The court, in the Matthews case, did not promulgate any such rule of property as to require us to follow the decision in that case in obedience to the principle of stare decisis. Sound public policy requires that all disputes between capital and labor be settled, if possible, by agreements between the parties, rather than by strikes, lockouts, boycotts, and other costly and unsatisfactory methods, and, if the decision in the Matthews case invalidates contracts such as the one sued on herein, under which, in a great measure, the industrial peace of the nation is being preserved, we should overrule it now.
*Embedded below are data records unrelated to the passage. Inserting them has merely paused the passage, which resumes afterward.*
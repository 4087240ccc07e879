use scraper::{ElementRef, Selector};
use tracing::debug;

use crate::error::Result;
use crate::model::{ClutchDetail, MultiKillDetail, PlayerPerformance, RoundDetail};
use crate::vlr_scraper::{attr, direct_text, element_text};

use super::team_tags::TeamTags;
use super::{parse_count, parse_participant};

/// Stat-square modifiers marking a multi-kill cell.
const MULTI_KILL_MODIFIERS: &[&str] = &["mod-a", "mod-b", "mod-c", "mod-d"];
/// Stat-square modifiers marking a clutch cell.
const CLUTCH_MODIFIERS: &[&str] = &["mod-e", "mod-f", "mod-g", "mod-h", "mod-i"];

const MIN_PLAYER_CELLS: usize = 7;

/// One way of recognising the performance table. Candidates are visited in
/// selector order and the first table satisfying `matches` wins.
struct TableStrategy {
    name: &'static str,
    candidates: &'static [&'static str],
    matches: fn(&ElementRef) -> Result<bool>,
}

/// Most specific first; each entry accepts more markup than the one before.
const TABLE_STRATEGIES: &[TableStrategy] = &[
    TableStrategy {
        name: "perf-notable",
        candidates: &["table.wf-table-inset", "table"],
        matches: has_perf_notable,
    },
    TableStrategy {
        name: "team-and-popable",
        candidates: &["table"],
        matches: has_team_and_popable,
    },
    TableStrategy {
        name: "team-and-stat-marker",
        candidates: &["table"],
        matches: has_team_and_stat_marker,
    },
    TableStrategy {
        name: "wide-player-row",
        candidates: &["table"],
        matches: has_wide_player_row,
    },
];

fn contains(table: &ElementRef, css: &str) -> Result<bool> {
    let selector = Selector::parse(css)?;
    Ok(table.select(&selector).next().is_some())
}

fn has_perf_notable(table: &ElementRef) -> Result<bool> {
    contains(table, ".vm-perf-notable")
}

fn has_team_and_popable(table: &ElementRef) -> Result<bool> {
    Ok(contains(table, ".team")? && contains(table, ".wf-popable")?)
}

fn has_team_and_stat_marker(table: &ElementRef) -> Result<bool> {
    Ok(contains(table, ".team")?
        && (contains(table, ".vm-perf-notable")?
            || contains(table, ".wf-popable")?
            || contains(table, ".stats-sq.mod-d")?))
}

fn has_wide_player_row(table: &ElementRef) -> Result<bool> {
    let row_selector = Selector::parse("tr")?;
    let cell_selector = Selector::parse("td")?;
    for row in table.select(&row_selector) {
        let cells: Vec<ElementRef> = row.select(&cell_selector).collect();
        if cells.len() >= MIN_PLAYER_CELLS && contains(&cells[0], ".team")? {
            return Ok(true);
        }
    }
    Ok(false)
}

/// Locate the per-player performance table of a game section, returning it
/// together with the name of the strategy that found it.
pub(crate) fn find_performance_table<'a>(
    game: &ElementRef<'a>,
) -> Result<Option<(ElementRef<'a>, &'static str)>> {
    for strategy in TABLE_STRATEGIES {
        for css in strategy.candidates {
            let selector = Selector::parse(css)?;
            for table in game.select(&selector) {
                if (strategy.matches)(&table)? {
                    return Ok(Some((table, strategy.name)));
                }
            }
        }
    }
    Ok(None)
}

pub(crate) fn parse_player_performances(
    game: &ElementRef,
    tags: &TeamTags,
) -> Result<Vec<PlayerPerformance>> {
    let Some((table, strategy)) = find_performance_table(game)? else {
        return Ok(Vec::new());
    };
    debug!(strategy, "found performance table");

    let tbody_selector = Selector::parse("tbody")?;
    let row_selector = Selector::parse("tr")?;
    let header_cell_selector = Selector::parse("th")?;
    let cell_selector = Selector::parse("td")?;
    let img_selector = Selector::parse("img")?;

    let container = table.select(&tbody_selector).next().unwrap_or(table);
    let mut performances = Vec::new();
    for row in container.select(&row_selector) {
        if row.select(&header_cell_selector).next().is_some() {
            continue;
        }
        let cells: Vec<ElementRef> = row.select(&cell_selector).collect();
        if cells.len() < MIN_PLAYER_CELLS {
            continue;
        }
        let Some(player) = parse_participant(&cells[0], tags)? else {
            continue;
        };

        let agent = cells[1]
            .select(&img_selector)
            .next()
            .and_then(|img| attr(&img, "src"))
            .and_then(agent_from_src);

        let detailed = |idx: usize| -> Result<DetailedStat> {
            cells
                .get(idx)
                .map(parse_detailed_stat_cell)
                .transpose()
                .map(Option::unwrap_or_default)
        };
        let plain = |idx: usize| -> Result<Option<u32>> {
            Ok(cells
                .get(idx)
                .map(parse_stat_cell)
                .transpose()?
                .flatten())
        };

        let multi_2k = detailed(2)?;
        let multi_3k = detailed(3)?;
        let multi_4k = detailed(4)?;
        let multi_5k = detailed(5)?;
        let clutch_1v1 = detailed(6)?;
        let clutch_1v2 = detailed(7)?;
        let clutch_1v3 = detailed(8)?;
        let clutch_1v4 = detailed(9)?;
        let clutch_1v5 = detailed(10)?;

        performances.push(PlayerPerformance {
            name: player.name,
            team_short: player.team_short,
            team_id: player.team_id,
            agent,
            multi_2k: multi_2k.count,
            multi_3k: multi_3k.count,
            multi_4k: multi_4k.count,
            multi_5k: multi_5k.count,
            clutch_1v1: clutch_1v1.count,
            clutch_1v2: clutch_1v2.count,
            clutch_1v3: clutch_1v3.count,
            clutch_1v4: clutch_1v4.count,
            clutch_1v5: clutch_1v5.count,
            econ: plain(11)?,
            plants: plain(12)?,
            defuses: plain(13)?,
            multi_2k_details: multi_2k.details,
            multi_3k_details: multi_3k.details,
            multi_4k_details: multi_4k.details,
            multi_5k_details: multi_5k.details,
            clutch_1v1_details: clutch_1v1.details,
            clutch_1v2_details: clutch_1v2.details,
            clutch_1v3_details: clutch_1v3.details,
            clutch_1v4_details: clutch_1v4.details,
            clutch_1v5_details: clutch_1v5.details,
        });
    }

    Ok(performances)
}

/// `/img/vlr/game/agents/kayo.png` -> `Kayo`.
fn agent_from_src(src: &str) -> Option<String> {
    let file = src.split(['?', '#']).next()?.rsplit('/').next()?;
    let stem = file.rsplit_once('.').map_or(file, |(stem, _)| stem);
    let mut chars = stem.chars();
    let first = chars.next()?;
    Some(first.to_uppercase().chain(chars.flat_map(char::to_lowercase)).collect())
}

/// A stat square's count and the rounds listed in its popover.
#[derive(Debug, Clone, Default, PartialEq, Eq)]
pub(crate) struct DetailedStat {
    pub count: Option<u32>,
    pub details: Option<Vec<RoundDetail>>,
}

pub(crate) fn parse_detailed_stat_cell(cell: &ElementRef) -> Result<DetailedStat> {
    let stats_sq_selector = Selector::parse(".stats-sq")?;
    let Some(stat_sq) = cell.select(&stats_sq_selector).next() else {
        return Ok(DetailedStat::default());
    };

    let count = direct_text(&stat_sq)
        .and_then(|text| parse_count(&text))
        .or_else(|| {
            element_text(&stat_sq)
                .split_whitespace()
                .next()
                .and_then(parse_count)
        });

    let popover_selector = Selector::parse(".wf-popable-contents")?;
    let details = match stat_sq.select(&popover_selector).next() {
        Some(popover) => parse_popover_rounds(&stat_sq, &popover)?,
        None => Vec::new(),
    };

    Ok(DetailedStat {
        count,
        details: Some(details).filter(|d| !d.is_empty()),
    })
}

fn parse_popover_rounds(stat_sq: &ElementRef, popover: &ElementRef) -> Result<Vec<RoundDetail>> {
    let round_selector = Selector::parse("div[style*='white-space: nowrap']")?;
    let span_selector = Selector::parse("span")?;
    let victim_selector = Selector::parse("div[style*='display: flex; align-items: center']")?;

    let has_modifier = |modifiers: &[&str]| {
        stat_sq
            .value()
            .classes()
            .any(|class| modifiers.contains(&class))
    };
    let is_multi_kill = has_modifier(MULTI_KILL_MODIFIERS);
    let is_clutch = has_modifier(CLUTCH_MODIFIERS);

    let mut details = Vec::new();
    for round_div in popover.select(&round_selector) {
        let round_label = round_div.select(&span_selector).next().unwrap_or(round_div);
        let Some(round_number) = parse_count(&element_text(&round_label)).filter(|n| *n > 0)
        else {
            continue;
        };

        let Some(block) = round_div.parent().and_then(ElementRef::wrap) else {
            continue;
        };
        // The victim label is "<agent> <player>"; keep the player.
        let players_killed: Vec<String> = block
            .select(&victim_selector)
            .filter_map(|victim| {
                element_text(&victim)
                    .split_whitespace()
                    .last()
                    .map(str::to_string)
            })
            .collect();
        if players_killed.is_empty() {
            continue;
        }

        if is_multi_kill {
            details.push(RoundDetail::MultiKill(MultiKillDetail {
                round_number,
                players_killed,
            }));
        } else if is_clutch {
            details.push(RoundDetail::Clutch(ClutchDetail {
                round_number,
                players_killed,
            }));
        }
    }
    Ok(details)
}

fn parse_stat_cell(cell: &ElementRef) -> Result<Option<u32>> {
    let stats_sq_selector = Selector::parse(".stats-sq")?;
    Ok(cell
        .select(&stats_sq_selector)
        .next()
        .and_then(|sq| parse_count(&element_text(&sq))))
}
Nor can I agree that the contracts sued on herein is a verbal contract and that any action based on it was therefore barred in three years. The agreement sued on herein was contained in a printed pamphlet furnished by the Company to all of its employees, designated "Schedule of Rules, Rates of Pay and Working Conditions to Engineers, Firemen and Hostlers." It has been frequently held that, in order to constitute a valid written contract, it is not necessary that the writing should be signed by both parties, but that it is sufficient if the writing is signed by one of the parties to the contract and accepted by the other party. In the case of Parker v. Carter,91 Ark. 162, 120 S.W. 836, 134 Am. St. Rep. 60, Mr. Justice FRAUENTHAL, speaking for the court, said: "A written contract, not required to be in writing, is valid if one of the parties signs it and the other acquiesces therein. The contract or agreement is thus evidenced by the writing, and where the party accepts and adopts the writing as the evidence of the contract he becomes bound by its terms . . . The above writing, although signed alone by plaintiff, was intended by the parties as *Page 1004 
an evidence of the agreement therein set out, and was accepted as such and acted on by the defendant. It was therefore an instrument in writing governed by the provisions of the statute of limitations respecting written contracts." The rule is thus stated in 17 C.J.S., p. 409: "A contract may be in writing as to one party and oral as to the other, as where a person makes his offer in writing and the other party accepts orally . . . such a contract is to be regarded as a written contract; and the same is true where an instrument which purports to set forth the mutual obligations of a contract is signed by but one party and is accepted and acted upon by the other." An agreement between employer and employees similar to the one here under consideration was held to be a written contract, and as such subject to the provisions of the statute of limitations relating to written contracts, by the supreme court of Mississippi in the case of Moore v. Illinois Central R. Co., 180 Miss. 276,176 So. 593, affirmed by the supreme court of the United States, Moore v. Illinois Central R. Co., 312 U.S. 630,61 S. Ct. 754, 85 L. Ed. 1089.
In my opinion the complaint in the case at bar stated a good cause of action and the judgment of the lower court should be reversed with directions to overrule the demurrer to the complaint.